Attempting to regain some management of the narrative, I attempt one other tack, spluttering on about Security Shot’s ‘rigorous testing on quite a few folks’.
‘Do we all know who they’re?’, asks Jake. Er, no. How about all these ‘researchers, formulators, and scientists’ who’ve been concerned within the growth of Security Shot for ‘a number of years’?
‘Present me their names’, he responds. I can’t. ‘And I guess it’s classed as a “complement” too.’ Er, yup. ‘Nicely, meaning the Meals and Drug Administration (FDA) don’t get entangled both. Why am I not shocked?’ He goes quiet for an additional second. ‘Worst of all, who in God’s title would go to the pub for just a few drinks. Whereas paying for one thing that stops you getting drunk?’ He takes a livid swig of his beer. ‘Security, my a**.’
Fortunately, although, I’m product of sterner stuff. And conducting a fiercely managed experiment for the larger good of mankind.
Giving the can a superb shake, I open it, drink deeply, and instantly want I hadn’t. Oh God. The horror! As a result of it’s actually vile, one of many nastiest issues to ever cross by means of my lips. And this comes from a person who has chewed uncooked tripe, slurped chilly blood soup and eaten each a part of a pig save the oink.

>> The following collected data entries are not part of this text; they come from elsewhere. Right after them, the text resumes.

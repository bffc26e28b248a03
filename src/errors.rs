use thiserror::Error;
use uuid::Uuid;

use crate::decimal::Money;
use crate::store::RemoteError;

#[derive(Error, Debug)]
pub enum FeeError {
    #[error("{operation} failed: backend unreachable ({source})")]
    Transport {
        operation: String,
        #[source]
        source: RemoteError,
    },

    #[error("{operation} rejected by backend (status {status}): {message}")]
    Rejected {
        operation: String,
        status: u16,
        message: String,
    },

    #[error("invalid installment count: {count} (must be at least 1)")]
    InvalidInstallmentCount {
        count: i64,
    },

    #[error("installment {position} ({name}) has no due date")]
    MissingDueDate {
        position: usize,
        name: String,
    },

    #[error("installments sum to {actual} but payable amount is {expected}")]
    ScheduleSumMismatch {
        expected: Money,
        actual: Money,
    },

    #[error("installment {index} does not exist (schedule has {len})")]
    InstallmentNotFound {
        index: usize,
        len: usize,
    },

    #[error("cannot remove installment: schedule has only {len}")]
    LastInstallment {
        len: usize,
    },

    #[error("invalid amount: {amount}")]
    InvalidAmount {
        amount: Money,
    },

    #[error("over-payment: {amount} exceeds pending balance {pending} on allocation {allocation_id}")]
    Overpayment {
        allocation_id: Uuid,
        amount: Money,
        pending: Money,
    },

    #[error("refund of {requested} exceeds {available} paid on payment {payment_id}")]
    RefundExceedsPayment {
        payment_id: Uuid,
        available: Money,
        requested: Money,
    },

    #[error("payment not found: {id}")]
    PaymentNotFound {
        id: Uuid,
    },

    #[error("payment {id} has already been reversed")]
    AlreadyReversed {
        id: Uuid,
    },

    #[error("invalid discount rule: {message}")]
    InvalidDiscount {
        message: String,
    },

    #[error("no fee allocation of {expected_amount} found for student {student_id}; operator confirmation required to create one")]
    ConfirmationRequired {
        student_id: Uuid,
        expected_amount: Money,
    },

    #[error("discount lookup for student {student_id} failed; acknowledge the missing discount before creating the allocation")]
    UnacknowledgedWarning {
        student_id: Uuid,
    },

    #[error("no base fee configured for course {course_id}")]
    BaseFeeUnavailable {
        course_id: Uuid,
    },

    #[error("data integrity anomaly: {message}")]
    DataIntegrity {
        message: String,
    },

    #[error("{step} failed after completing [{}]: {source}", .completed.join(", "))]
    PartialProgress {
        step: String,
        completed: Vec<String>,
        #[source]
        source: Box<FeeError>,
    },

    #[error("fallback cache error: {message}")]
    Cache {
        message: String,
    },

    #[error("serialization error: {0}")]
    Serialization(#[from] serde_json::Error),

    #[error("invalid configuration: {message}")]
    InvalidConfiguration {
        message: String,
    },
}

impl FeeError {
    /// map a backend failure for the named operation
    pub fn remote(operation: &str, err: RemoteError) -> Self {
        match err {
            RemoteError::Rejected { status, message } => FeeError::Rejected {
                operation: operation.to_string(),
                status,
                message,
            },
            other => FeeError::Transport {
                operation: operation.to_string(),
                source: other,
            },
        }
    }

    /// network-level failure, eligible for the fallback path
    pub fn is_transport(&self) -> bool {
        match self {
            FeeError::Transport { .. } => true,
            FeeError::PartialProgress { source, .. } => source.is_transport(),
            _ => false,
        }
    }

    /// operator input problem, never retried
    pub fn is_validation(&self) -> bool {
        matches!(
            self,
            FeeError::InvalidInstallmentCount { .. }
                | FeeError::MissingDueDate { .. }
                | FeeError::ScheduleSumMismatch { .. }
                | FeeError::InstallmentNotFound { .. }
                | FeeError::LastInstallment { .. }
                | FeeError::InvalidAmount { .. }
                | FeeError::Overpayment { .. }
                | FeeError::RefundExceedsPayment { .. }
                | FeeError::InvalidDiscount { .. }
        )
    }
}

pub type Result<T> = std::result::Result<T, FeeError>;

Each cloyingly candy, and horribly bitter, it tastes like penance and punishment, with a high notice of sick. And jogs my memory of that antibiotic medication you needed to take as a baby. I handle to pressure down an entire can, a lot to Jake’s amusement. Then instantly begin to really feel a bit of odd. Wired. Edgy. A contact anxious. Which is probably all the way down to the 400mg of caffeine (about the identical 4 double espressos), sploshed into an empty abdomen. Actually, having drunk all 355ml, I actually don’t wish to do something save sit, feeling barely nauseous, and really unusual certainly.
Anyway, two bottles of garbage Italian beer later (why does anybody like Peroni?), we wander all the way down to the pub, and, over two hours, drink three pints of Aspall cider. Often, I’d really feel fairly merry. My head is pathetically gentle, and it doesn’t take a lot to get me within the social gathering spirit.
However one way or the other, sitting in a heat pub on a chilly Saturday afternoon with my finest buddy isn’t fairly the pure unalloyed pleasure it normally is. There’s a nagging, unspecified fear knawing at my intestine.
Hey-ho. Dinner subsequent. However as I wander over to Sam’s Riverside in Hammersmith, perched on the sting of the Thames, I nonetheless really feel barely out of types. My daughter Lola is already there, and I order a martini, although I don’t really feel like consuming it. Curiouser and curiouser.
I handle one other half bottle of purple, earlier than giving up altogether. Identical to the pub, this merely isn’t enjoyable. And dinner with my daughter is all the time enjoyable.
I additionally miss the three-beer fuzz: the nice and cozy, boozy bonhomie of the shared desk. I simply wish to go house. We go away early, and I crawl into mattress, falling into fitful sleep.
Nicely, I get up feeling rather less nauseous than the night time earlier than, though there are nonetheless sparkles of dread. There’s no signal of a hangover, though an early night time and a pint of water earlier than sleep could have helped.
However even when I had been within the throes of a hangover so biblical that Moses might inscribe it upon his tablets, I merely couldn’t drink the stuff once more.
So is that this the key to Security Shot? To make one really feel so terrible that nothing, not to mention a drink, can ever cross your lips? I’ve actually no thought if Security Shot’s claims about blood alcohol are true. What I do know is that I by no means wish to set eyes on this wretched can once more.